EXERCISE BRIEF
From the entries below, work out how many lines contain the string "TreeArtifact"; answer with the number alone.

- - - -

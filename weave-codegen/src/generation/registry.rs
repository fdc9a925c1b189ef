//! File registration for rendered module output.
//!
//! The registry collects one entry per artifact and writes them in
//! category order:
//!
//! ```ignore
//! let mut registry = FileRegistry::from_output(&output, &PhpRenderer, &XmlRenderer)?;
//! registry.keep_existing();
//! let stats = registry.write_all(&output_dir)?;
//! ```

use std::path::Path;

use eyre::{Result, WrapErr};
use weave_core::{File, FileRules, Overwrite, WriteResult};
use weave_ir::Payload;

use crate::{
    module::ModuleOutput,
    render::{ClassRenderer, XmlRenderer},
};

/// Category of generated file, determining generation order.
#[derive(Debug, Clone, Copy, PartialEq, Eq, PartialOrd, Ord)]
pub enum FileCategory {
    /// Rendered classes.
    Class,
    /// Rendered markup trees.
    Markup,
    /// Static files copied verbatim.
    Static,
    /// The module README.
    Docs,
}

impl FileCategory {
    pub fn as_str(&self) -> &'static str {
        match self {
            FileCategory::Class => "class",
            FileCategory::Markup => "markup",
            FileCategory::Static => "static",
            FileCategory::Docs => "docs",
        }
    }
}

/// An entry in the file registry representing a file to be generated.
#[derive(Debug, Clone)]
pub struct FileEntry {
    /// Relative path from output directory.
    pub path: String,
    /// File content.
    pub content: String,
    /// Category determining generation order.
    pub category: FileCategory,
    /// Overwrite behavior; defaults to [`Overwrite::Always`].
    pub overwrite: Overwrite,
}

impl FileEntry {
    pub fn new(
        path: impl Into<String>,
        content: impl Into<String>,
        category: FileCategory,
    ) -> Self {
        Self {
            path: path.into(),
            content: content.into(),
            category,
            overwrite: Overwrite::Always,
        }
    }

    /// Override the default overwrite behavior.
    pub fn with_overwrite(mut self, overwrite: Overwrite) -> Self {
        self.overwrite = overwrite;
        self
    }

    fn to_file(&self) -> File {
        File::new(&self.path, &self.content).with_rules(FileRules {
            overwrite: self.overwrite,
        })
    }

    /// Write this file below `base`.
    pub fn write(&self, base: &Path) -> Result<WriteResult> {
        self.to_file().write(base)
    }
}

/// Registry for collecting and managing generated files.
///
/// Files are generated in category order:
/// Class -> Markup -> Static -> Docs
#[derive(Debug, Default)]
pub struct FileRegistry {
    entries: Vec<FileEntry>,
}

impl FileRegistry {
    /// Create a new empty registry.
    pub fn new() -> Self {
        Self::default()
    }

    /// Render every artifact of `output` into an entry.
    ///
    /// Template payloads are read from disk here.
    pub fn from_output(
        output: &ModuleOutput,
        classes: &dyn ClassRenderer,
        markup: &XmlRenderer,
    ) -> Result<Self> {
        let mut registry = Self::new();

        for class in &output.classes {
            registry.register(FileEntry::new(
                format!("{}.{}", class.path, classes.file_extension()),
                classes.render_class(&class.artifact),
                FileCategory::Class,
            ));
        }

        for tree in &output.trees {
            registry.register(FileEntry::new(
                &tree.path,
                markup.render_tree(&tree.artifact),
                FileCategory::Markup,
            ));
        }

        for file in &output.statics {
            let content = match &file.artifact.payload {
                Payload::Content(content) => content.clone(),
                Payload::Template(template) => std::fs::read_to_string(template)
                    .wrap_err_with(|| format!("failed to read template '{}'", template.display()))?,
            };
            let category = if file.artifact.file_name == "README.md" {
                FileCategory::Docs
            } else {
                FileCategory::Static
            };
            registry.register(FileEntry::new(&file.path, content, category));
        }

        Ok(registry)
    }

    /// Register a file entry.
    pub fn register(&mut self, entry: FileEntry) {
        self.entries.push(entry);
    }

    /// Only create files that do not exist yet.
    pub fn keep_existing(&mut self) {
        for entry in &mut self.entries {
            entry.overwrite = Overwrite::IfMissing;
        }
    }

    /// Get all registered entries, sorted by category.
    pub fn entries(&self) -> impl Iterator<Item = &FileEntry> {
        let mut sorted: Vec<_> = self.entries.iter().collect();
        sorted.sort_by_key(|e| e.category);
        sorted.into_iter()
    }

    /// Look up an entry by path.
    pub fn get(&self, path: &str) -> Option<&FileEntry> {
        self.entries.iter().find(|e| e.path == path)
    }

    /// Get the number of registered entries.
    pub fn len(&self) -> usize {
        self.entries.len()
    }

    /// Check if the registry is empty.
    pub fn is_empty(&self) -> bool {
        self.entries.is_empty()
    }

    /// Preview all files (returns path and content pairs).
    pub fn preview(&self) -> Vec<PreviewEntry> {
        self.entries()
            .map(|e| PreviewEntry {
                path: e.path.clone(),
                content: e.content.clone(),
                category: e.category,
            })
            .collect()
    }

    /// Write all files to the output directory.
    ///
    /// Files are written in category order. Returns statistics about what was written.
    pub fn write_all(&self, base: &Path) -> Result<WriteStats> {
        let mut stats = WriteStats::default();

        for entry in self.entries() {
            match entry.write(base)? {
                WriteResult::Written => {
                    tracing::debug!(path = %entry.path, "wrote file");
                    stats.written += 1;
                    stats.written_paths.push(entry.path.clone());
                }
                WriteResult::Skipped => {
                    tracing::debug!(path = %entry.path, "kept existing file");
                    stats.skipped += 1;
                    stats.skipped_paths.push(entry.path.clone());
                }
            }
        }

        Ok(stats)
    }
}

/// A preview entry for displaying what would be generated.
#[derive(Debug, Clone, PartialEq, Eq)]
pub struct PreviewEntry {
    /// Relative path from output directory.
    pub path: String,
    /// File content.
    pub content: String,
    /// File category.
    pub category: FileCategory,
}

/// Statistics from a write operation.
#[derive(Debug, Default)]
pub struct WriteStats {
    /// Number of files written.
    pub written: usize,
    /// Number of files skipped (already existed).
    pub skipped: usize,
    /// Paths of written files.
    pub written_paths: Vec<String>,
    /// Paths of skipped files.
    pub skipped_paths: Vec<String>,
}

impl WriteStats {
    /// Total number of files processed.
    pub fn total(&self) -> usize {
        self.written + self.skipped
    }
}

- - - -

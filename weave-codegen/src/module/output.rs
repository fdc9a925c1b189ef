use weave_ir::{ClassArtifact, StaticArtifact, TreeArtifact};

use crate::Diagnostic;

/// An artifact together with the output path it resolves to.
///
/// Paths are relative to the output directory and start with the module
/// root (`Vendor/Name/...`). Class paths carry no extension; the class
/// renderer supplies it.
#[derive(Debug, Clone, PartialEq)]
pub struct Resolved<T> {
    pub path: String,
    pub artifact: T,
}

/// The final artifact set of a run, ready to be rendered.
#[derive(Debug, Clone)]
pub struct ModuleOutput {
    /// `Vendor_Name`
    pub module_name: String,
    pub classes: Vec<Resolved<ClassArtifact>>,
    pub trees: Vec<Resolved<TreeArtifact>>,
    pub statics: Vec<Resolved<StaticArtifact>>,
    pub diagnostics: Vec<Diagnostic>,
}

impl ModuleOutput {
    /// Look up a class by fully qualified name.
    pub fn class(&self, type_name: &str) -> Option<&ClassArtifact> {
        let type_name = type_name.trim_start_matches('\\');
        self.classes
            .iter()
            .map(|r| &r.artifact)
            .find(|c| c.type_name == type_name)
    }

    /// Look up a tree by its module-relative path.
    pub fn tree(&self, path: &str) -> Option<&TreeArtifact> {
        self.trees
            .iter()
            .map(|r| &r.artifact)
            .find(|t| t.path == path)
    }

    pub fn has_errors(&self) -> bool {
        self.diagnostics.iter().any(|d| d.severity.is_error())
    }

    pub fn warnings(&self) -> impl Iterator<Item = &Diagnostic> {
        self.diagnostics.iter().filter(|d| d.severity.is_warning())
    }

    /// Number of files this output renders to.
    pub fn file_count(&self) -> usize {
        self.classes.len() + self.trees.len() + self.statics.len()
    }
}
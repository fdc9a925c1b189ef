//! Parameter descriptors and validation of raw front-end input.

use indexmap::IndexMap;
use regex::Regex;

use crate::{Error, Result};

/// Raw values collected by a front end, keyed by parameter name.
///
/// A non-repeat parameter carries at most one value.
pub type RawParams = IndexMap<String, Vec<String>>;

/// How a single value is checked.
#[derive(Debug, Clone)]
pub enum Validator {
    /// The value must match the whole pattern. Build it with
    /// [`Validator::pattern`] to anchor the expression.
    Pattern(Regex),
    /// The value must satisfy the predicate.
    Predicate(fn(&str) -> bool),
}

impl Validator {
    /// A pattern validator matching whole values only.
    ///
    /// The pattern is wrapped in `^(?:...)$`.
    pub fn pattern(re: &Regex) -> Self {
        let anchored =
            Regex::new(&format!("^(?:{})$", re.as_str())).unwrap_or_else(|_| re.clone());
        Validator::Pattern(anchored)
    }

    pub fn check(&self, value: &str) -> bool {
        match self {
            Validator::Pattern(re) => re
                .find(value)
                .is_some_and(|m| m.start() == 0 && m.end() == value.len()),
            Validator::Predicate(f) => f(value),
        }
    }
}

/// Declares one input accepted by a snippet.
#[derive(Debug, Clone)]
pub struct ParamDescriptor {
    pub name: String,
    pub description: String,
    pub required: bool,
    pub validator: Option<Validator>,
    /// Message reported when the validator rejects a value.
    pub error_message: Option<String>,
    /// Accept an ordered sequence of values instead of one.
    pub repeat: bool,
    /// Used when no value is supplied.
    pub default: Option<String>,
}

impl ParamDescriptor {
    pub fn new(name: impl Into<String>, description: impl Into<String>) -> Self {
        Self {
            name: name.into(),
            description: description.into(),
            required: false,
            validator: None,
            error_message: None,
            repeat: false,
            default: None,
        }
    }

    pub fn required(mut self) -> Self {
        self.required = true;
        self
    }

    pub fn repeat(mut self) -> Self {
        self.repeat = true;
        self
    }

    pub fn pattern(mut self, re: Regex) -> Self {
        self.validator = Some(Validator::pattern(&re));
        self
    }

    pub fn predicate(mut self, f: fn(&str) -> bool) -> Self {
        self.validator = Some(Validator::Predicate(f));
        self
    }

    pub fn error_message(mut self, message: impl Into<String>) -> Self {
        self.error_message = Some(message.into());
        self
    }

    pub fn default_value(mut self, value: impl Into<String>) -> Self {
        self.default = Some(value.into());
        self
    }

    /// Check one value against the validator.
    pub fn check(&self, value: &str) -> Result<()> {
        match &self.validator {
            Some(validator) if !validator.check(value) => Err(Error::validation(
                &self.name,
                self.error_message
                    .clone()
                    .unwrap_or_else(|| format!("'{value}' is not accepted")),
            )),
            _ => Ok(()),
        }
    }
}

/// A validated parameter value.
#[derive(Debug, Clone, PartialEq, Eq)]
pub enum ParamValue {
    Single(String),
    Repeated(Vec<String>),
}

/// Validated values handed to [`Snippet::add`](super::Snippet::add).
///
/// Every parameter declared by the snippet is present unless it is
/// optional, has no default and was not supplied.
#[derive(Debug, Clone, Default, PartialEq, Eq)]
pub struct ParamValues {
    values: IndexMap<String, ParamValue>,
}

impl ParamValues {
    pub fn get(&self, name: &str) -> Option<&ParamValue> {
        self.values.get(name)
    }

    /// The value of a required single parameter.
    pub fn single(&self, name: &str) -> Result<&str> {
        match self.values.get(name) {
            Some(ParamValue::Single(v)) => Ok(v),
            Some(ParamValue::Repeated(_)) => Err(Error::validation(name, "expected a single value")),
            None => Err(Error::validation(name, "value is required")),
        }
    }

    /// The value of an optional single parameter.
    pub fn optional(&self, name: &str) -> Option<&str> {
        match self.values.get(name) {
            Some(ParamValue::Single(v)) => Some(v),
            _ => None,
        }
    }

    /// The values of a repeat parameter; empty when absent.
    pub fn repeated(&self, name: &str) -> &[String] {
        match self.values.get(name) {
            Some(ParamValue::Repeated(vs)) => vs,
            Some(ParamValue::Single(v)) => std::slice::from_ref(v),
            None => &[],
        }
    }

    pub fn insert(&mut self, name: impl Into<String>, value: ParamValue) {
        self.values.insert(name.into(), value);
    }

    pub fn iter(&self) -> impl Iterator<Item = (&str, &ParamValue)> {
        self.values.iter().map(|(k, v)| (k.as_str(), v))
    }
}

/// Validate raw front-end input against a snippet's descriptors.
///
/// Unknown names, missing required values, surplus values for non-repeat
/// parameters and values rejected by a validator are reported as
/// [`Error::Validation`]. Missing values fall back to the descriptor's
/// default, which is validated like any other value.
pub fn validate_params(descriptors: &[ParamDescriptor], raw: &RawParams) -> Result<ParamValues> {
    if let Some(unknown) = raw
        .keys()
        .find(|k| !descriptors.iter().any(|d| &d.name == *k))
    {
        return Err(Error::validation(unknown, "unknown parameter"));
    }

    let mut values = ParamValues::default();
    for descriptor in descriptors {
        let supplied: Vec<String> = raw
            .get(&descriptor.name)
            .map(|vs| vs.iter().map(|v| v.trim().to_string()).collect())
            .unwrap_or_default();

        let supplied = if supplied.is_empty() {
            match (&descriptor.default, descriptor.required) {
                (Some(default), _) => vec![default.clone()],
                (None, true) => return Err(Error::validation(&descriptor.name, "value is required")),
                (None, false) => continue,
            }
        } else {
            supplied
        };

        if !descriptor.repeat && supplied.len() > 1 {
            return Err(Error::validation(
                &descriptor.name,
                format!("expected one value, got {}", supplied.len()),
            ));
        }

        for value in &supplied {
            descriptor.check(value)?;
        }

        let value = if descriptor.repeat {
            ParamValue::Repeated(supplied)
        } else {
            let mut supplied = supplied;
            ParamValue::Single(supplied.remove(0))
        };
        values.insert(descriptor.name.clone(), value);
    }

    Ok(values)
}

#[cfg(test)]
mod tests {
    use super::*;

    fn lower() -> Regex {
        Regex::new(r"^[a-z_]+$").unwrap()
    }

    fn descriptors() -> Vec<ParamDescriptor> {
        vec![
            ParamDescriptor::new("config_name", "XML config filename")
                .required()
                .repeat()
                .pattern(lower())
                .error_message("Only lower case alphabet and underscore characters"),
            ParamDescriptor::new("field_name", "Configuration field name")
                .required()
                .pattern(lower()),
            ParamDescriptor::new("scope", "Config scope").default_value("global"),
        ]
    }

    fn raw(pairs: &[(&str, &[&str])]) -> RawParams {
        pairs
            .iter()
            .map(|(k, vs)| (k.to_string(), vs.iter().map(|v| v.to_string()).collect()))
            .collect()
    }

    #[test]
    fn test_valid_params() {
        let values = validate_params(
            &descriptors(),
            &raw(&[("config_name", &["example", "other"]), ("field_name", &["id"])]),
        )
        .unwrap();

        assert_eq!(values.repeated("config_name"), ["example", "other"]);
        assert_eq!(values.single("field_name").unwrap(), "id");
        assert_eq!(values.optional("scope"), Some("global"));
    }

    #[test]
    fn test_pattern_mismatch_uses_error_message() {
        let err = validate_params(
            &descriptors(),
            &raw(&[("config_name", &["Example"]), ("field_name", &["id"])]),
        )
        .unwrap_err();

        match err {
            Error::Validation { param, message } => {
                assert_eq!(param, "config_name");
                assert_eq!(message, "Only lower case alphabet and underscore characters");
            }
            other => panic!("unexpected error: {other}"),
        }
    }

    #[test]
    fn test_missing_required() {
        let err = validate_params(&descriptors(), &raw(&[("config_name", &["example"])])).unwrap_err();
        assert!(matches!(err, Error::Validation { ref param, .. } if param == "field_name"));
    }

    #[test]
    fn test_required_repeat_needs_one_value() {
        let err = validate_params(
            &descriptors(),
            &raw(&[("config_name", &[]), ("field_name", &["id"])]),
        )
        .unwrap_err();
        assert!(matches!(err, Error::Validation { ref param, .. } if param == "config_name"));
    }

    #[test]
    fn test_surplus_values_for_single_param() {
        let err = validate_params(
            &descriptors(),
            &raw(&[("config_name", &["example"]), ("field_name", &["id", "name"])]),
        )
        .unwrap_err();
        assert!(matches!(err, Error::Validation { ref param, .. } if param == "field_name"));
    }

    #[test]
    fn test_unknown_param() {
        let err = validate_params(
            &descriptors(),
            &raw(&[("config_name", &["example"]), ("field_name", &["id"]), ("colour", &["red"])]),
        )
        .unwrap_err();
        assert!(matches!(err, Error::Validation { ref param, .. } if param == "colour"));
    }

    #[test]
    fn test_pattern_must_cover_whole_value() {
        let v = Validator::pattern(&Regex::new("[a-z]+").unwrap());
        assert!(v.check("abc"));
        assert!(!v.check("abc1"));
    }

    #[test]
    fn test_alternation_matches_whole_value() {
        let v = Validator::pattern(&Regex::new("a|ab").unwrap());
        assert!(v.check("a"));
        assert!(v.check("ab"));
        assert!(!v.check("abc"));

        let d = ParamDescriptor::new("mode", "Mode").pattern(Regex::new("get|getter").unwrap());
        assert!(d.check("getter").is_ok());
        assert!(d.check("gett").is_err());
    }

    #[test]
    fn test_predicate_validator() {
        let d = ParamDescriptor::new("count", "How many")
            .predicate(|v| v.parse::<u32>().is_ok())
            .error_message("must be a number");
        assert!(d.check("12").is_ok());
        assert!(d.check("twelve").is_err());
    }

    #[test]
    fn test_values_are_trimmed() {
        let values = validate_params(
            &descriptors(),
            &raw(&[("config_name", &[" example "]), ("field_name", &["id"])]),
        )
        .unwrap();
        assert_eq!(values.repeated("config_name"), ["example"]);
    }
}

- - - -

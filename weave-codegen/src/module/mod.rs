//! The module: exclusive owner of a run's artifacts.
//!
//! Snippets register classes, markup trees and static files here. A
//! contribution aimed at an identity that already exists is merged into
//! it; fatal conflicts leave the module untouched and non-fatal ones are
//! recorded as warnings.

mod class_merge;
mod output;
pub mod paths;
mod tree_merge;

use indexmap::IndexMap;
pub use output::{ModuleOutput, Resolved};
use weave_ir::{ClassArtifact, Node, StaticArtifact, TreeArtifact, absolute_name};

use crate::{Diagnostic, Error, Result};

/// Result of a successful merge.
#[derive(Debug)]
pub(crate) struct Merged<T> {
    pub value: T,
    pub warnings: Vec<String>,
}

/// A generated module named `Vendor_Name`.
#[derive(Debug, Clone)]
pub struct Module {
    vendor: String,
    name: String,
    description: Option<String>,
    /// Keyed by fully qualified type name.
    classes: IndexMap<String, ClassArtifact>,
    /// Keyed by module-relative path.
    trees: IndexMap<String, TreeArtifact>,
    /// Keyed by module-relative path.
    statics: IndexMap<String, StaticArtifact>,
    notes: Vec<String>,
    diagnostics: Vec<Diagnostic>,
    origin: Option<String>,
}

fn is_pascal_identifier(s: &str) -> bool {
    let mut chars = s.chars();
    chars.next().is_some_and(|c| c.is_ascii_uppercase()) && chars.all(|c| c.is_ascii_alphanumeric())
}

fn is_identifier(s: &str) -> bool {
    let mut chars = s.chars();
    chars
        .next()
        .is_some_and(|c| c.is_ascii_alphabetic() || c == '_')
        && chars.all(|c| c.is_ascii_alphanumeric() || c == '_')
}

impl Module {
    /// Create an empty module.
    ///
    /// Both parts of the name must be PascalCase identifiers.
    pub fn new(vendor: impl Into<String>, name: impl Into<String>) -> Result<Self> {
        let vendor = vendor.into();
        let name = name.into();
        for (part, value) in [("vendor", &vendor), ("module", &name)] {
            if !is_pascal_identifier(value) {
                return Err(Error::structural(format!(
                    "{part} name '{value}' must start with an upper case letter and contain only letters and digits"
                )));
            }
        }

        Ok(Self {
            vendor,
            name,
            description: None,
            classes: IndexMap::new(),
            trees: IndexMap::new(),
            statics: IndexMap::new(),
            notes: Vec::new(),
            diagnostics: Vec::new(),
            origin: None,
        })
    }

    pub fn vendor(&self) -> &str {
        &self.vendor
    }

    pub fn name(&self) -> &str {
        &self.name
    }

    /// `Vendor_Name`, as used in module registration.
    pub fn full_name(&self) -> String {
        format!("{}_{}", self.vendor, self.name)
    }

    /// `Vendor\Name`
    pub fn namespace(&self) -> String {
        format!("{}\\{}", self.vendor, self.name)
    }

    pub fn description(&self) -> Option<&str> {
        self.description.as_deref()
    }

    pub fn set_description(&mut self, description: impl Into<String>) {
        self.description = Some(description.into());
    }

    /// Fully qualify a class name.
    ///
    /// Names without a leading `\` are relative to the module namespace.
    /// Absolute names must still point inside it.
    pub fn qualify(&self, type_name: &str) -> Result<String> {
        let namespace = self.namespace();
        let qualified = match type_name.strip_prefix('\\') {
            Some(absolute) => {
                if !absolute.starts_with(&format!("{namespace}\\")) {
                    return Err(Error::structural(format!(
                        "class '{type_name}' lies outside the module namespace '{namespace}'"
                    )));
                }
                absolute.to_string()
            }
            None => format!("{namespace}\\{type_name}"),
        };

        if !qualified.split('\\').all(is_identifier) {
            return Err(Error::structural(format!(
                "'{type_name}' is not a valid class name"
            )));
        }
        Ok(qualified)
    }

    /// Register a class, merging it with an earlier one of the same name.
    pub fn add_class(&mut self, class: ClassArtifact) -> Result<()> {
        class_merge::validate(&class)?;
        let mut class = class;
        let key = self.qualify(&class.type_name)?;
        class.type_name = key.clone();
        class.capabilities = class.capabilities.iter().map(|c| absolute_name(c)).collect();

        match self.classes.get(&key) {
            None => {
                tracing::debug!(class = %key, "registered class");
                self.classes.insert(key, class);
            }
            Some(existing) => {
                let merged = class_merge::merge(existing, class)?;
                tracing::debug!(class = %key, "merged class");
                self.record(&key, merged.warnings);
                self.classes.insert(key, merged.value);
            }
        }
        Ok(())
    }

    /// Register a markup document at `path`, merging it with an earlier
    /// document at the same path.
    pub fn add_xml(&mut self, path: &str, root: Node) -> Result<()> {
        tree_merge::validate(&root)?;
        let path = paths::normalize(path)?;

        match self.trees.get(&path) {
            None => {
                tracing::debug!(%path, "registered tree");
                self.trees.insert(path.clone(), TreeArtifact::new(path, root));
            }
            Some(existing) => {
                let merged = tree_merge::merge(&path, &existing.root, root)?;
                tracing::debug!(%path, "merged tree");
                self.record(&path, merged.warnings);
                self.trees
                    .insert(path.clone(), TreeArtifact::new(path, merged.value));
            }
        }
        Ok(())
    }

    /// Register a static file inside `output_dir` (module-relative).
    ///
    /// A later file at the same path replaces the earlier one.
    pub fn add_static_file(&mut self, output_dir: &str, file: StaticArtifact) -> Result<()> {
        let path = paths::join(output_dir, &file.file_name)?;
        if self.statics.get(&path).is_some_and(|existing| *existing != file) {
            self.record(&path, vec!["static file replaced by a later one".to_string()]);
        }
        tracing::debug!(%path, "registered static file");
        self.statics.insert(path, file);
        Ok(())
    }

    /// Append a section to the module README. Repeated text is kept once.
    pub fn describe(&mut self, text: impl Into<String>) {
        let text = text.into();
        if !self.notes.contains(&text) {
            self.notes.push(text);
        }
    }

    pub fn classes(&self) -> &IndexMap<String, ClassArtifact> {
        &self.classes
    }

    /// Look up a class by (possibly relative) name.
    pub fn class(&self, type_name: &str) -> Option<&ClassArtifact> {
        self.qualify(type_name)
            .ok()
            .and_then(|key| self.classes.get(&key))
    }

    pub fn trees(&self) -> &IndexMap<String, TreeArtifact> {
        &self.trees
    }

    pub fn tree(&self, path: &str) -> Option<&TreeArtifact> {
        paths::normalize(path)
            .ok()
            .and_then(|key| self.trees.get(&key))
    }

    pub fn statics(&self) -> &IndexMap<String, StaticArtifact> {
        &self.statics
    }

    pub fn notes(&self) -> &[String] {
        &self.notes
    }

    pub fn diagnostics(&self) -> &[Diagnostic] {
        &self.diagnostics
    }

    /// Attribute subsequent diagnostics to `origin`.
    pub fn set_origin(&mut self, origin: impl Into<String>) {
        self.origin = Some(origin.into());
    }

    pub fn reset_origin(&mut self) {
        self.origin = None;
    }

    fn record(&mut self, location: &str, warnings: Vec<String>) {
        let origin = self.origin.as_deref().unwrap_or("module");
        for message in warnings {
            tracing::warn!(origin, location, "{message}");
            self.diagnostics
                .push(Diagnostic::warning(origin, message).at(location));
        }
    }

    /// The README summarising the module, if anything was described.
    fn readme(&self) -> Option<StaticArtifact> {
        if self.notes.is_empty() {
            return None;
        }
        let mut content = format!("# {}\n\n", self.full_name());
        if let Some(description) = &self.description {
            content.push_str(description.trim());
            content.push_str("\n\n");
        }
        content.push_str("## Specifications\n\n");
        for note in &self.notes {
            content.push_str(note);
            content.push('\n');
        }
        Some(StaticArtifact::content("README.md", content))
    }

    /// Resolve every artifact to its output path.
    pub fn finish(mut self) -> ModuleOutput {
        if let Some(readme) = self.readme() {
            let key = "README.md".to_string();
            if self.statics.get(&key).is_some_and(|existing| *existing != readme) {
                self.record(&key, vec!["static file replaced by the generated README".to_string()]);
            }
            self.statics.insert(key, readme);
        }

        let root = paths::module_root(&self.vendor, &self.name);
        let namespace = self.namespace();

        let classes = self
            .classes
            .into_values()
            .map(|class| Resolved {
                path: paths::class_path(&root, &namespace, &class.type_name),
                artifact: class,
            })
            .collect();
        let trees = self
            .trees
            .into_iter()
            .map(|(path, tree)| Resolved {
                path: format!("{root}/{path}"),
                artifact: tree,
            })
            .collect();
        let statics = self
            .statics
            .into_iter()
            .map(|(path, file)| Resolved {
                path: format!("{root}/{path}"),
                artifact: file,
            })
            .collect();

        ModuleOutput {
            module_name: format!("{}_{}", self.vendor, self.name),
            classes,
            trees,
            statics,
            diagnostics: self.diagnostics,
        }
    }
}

- - - -

EXPECTED ANSWER
9